Record excerpts =

+--

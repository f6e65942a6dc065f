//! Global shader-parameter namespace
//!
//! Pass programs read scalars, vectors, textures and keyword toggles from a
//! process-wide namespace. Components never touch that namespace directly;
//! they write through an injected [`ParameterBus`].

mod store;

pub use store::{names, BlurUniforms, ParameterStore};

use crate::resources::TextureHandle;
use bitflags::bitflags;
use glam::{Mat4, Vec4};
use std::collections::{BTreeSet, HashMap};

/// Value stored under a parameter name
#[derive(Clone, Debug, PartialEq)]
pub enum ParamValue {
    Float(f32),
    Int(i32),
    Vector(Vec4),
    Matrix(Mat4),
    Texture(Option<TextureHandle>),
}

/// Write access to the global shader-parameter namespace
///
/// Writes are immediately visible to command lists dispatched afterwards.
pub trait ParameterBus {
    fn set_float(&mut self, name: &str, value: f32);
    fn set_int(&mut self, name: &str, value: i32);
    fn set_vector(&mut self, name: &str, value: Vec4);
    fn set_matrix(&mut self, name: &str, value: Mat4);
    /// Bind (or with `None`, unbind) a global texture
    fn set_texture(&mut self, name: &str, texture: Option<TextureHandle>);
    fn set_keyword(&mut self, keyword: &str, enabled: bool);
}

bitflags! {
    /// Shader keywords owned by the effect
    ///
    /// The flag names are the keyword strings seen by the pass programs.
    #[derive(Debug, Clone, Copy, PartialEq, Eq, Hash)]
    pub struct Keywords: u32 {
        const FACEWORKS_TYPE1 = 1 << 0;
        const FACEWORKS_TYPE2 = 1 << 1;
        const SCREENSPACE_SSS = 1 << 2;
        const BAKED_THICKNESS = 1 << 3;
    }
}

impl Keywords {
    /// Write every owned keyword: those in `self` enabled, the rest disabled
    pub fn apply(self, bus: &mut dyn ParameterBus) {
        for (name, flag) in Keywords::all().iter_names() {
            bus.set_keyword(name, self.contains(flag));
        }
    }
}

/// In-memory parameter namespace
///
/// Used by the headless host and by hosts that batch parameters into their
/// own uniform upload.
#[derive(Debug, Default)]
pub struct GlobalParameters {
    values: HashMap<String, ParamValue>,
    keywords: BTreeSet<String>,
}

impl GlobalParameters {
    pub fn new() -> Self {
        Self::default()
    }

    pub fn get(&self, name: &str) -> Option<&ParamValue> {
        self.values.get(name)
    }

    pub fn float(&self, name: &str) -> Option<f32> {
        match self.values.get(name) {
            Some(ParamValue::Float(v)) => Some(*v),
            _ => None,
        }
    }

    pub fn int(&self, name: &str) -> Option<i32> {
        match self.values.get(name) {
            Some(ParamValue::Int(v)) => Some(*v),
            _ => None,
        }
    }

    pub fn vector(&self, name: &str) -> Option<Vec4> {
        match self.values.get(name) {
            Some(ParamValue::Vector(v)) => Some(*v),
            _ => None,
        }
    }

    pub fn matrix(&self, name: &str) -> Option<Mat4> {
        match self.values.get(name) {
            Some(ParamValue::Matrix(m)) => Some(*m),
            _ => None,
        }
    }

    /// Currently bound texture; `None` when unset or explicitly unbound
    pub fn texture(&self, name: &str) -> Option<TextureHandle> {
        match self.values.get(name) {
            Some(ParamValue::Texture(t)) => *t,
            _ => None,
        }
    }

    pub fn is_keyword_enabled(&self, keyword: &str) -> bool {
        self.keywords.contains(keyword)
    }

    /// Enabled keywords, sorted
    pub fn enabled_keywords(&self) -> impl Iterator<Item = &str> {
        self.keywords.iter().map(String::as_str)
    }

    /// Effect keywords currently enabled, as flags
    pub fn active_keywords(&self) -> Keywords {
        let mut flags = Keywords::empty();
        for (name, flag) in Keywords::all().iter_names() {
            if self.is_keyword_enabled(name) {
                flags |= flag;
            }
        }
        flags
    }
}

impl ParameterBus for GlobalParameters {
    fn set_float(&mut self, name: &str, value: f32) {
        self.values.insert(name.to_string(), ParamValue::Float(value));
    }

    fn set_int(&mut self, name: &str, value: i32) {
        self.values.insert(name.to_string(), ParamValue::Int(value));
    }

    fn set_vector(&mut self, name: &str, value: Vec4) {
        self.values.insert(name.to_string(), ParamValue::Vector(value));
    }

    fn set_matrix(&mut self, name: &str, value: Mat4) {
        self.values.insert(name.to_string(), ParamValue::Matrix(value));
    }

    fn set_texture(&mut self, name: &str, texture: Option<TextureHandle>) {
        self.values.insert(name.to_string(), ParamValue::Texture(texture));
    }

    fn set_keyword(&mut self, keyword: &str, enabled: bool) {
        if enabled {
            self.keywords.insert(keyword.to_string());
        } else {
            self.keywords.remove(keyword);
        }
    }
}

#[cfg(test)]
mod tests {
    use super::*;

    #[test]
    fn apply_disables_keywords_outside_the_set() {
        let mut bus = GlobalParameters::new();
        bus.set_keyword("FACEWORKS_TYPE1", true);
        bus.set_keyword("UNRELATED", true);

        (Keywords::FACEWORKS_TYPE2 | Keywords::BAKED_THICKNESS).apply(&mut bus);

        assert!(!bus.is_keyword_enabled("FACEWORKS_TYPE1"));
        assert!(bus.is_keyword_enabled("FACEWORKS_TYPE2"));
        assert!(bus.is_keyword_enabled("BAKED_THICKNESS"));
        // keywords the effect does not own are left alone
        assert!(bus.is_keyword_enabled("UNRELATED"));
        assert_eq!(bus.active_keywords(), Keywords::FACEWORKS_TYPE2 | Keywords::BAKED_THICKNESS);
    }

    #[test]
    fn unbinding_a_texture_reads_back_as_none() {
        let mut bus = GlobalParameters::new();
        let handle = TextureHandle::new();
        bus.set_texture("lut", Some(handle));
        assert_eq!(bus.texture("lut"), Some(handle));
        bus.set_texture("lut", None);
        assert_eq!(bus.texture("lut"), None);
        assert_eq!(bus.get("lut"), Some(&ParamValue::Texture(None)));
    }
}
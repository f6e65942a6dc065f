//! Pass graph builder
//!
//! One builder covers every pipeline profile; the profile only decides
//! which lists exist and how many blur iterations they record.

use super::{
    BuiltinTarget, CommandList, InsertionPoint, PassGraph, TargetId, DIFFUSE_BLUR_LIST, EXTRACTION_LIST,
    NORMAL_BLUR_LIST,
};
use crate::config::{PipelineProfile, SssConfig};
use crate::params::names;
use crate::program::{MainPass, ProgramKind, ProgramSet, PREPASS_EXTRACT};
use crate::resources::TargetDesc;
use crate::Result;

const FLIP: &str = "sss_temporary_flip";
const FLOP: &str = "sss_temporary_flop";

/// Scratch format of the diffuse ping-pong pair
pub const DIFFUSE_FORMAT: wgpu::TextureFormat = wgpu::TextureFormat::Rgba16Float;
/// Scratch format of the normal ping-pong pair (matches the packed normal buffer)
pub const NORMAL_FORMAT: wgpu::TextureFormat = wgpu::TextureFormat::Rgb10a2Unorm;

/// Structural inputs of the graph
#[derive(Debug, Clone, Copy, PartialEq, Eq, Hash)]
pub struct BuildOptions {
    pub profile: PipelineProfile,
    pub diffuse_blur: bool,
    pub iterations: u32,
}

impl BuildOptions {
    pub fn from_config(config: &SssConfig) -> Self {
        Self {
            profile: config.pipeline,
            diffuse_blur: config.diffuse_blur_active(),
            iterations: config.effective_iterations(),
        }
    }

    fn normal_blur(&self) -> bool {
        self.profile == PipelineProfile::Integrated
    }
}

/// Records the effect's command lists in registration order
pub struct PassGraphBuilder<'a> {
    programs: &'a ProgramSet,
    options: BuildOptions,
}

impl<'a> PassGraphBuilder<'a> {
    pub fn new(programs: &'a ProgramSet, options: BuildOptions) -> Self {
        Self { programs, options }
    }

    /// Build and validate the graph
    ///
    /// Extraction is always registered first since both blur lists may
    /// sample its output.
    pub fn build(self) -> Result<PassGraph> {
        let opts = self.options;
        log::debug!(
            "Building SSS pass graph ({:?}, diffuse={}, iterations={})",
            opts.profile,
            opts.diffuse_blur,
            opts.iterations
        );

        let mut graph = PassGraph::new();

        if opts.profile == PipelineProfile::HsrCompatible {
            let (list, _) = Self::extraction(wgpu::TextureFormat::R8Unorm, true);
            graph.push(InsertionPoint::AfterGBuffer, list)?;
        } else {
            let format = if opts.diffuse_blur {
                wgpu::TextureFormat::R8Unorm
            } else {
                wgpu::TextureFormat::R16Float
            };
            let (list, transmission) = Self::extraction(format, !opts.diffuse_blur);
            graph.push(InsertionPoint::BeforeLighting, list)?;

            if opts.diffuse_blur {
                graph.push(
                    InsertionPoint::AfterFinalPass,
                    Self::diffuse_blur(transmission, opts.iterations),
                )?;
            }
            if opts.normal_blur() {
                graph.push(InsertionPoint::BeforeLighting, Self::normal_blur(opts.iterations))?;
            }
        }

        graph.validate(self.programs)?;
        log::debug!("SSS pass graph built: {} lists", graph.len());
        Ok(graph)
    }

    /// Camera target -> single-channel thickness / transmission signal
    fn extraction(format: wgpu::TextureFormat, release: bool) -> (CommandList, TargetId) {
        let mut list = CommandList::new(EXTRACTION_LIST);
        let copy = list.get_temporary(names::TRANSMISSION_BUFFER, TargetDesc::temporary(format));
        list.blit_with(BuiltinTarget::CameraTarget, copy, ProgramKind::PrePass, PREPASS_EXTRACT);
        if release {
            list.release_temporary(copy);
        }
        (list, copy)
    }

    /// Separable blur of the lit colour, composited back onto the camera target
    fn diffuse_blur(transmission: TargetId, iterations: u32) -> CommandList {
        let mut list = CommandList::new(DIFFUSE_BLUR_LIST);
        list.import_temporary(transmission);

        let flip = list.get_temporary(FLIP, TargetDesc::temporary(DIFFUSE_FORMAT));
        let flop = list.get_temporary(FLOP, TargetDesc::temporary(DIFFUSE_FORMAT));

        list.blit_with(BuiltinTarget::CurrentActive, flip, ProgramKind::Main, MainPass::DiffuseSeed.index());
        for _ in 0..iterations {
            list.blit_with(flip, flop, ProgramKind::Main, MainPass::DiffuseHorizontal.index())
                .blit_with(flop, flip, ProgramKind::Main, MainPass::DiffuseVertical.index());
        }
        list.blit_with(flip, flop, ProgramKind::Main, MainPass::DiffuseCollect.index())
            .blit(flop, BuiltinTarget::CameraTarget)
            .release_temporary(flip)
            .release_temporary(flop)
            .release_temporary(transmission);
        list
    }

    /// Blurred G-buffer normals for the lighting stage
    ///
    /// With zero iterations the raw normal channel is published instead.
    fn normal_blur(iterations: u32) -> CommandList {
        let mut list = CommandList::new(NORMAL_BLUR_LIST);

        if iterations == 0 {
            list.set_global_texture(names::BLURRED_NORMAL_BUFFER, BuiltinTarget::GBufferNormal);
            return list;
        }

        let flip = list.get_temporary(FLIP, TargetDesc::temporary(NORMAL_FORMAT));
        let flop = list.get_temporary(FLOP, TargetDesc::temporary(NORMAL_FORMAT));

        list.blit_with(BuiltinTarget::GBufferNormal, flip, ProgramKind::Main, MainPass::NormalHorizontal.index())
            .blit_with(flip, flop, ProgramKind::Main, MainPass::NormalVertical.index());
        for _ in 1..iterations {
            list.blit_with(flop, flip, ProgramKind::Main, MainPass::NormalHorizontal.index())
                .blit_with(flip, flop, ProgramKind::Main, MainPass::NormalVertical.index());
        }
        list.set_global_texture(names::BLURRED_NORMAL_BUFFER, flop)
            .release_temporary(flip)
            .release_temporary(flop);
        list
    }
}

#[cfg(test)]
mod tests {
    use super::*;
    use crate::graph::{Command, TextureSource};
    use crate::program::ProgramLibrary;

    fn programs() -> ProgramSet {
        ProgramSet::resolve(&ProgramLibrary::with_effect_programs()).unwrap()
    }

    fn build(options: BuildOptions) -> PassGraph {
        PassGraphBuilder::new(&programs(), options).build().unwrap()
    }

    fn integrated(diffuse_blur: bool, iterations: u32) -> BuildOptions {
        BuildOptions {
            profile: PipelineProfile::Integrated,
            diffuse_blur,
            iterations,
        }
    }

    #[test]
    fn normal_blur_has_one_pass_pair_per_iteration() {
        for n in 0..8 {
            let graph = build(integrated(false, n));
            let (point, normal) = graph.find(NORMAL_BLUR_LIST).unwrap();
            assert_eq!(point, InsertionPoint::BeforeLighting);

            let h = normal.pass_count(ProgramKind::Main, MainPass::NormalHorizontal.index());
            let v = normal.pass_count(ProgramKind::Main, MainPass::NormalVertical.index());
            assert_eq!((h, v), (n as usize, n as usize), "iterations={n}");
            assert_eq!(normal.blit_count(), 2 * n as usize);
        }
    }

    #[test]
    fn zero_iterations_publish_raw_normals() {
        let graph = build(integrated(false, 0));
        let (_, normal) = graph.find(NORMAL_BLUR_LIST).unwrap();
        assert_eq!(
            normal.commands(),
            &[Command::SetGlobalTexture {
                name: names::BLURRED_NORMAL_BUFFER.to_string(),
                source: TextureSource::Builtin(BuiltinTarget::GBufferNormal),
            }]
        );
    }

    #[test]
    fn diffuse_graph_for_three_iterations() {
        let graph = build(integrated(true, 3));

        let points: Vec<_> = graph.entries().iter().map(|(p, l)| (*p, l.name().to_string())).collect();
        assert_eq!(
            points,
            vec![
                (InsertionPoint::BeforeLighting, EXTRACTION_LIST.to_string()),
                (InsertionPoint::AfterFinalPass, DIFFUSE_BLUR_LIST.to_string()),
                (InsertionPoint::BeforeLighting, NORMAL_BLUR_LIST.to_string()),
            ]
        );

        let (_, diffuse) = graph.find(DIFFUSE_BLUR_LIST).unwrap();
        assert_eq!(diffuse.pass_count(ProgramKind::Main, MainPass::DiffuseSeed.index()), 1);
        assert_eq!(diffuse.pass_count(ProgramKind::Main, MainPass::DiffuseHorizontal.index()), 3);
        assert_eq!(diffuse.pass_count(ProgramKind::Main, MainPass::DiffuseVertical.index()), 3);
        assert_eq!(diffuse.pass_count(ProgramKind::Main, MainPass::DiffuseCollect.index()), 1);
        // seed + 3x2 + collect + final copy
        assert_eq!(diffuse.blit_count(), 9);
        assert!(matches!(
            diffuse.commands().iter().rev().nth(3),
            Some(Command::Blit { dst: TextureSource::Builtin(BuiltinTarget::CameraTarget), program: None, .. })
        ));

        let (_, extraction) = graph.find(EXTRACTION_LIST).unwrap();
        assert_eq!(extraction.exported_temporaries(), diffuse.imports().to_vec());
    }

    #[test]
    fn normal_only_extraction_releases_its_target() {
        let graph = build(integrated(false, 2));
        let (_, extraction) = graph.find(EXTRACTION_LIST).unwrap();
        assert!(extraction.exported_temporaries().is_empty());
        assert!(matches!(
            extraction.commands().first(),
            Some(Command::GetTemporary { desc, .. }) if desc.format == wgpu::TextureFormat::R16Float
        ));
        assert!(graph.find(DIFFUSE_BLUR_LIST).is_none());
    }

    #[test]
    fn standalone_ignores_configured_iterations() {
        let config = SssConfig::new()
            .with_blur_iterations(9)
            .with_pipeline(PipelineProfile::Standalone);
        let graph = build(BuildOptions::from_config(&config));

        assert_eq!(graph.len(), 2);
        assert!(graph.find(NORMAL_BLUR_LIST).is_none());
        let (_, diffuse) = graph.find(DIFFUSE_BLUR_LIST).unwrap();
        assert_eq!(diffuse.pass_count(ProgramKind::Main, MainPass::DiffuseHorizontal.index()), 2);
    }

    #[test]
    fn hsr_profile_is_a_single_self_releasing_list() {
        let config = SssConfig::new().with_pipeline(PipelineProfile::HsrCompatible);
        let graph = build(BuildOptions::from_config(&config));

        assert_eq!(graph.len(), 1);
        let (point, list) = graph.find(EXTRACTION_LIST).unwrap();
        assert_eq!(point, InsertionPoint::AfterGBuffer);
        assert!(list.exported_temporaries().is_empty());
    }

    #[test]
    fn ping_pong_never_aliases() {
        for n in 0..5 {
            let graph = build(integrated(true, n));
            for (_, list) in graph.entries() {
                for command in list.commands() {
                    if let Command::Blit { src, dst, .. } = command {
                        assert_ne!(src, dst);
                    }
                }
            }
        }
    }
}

+--

What is expected = Look through the records and copy down every line that holds "NormalHorizontal".

Written solution =
        list.blit_with(BuiltinTarget::GBufferNormal, flip, ProgramKind::Main, MainPass::NormalHorizontal.index())
            list.blit_with(flop, flip, ProgramKind::Main, MainPass::NormalHorizontal.index())
            let h = normal.pass_count(ProgramKind::Main, MainPass::NormalHorizontal.index());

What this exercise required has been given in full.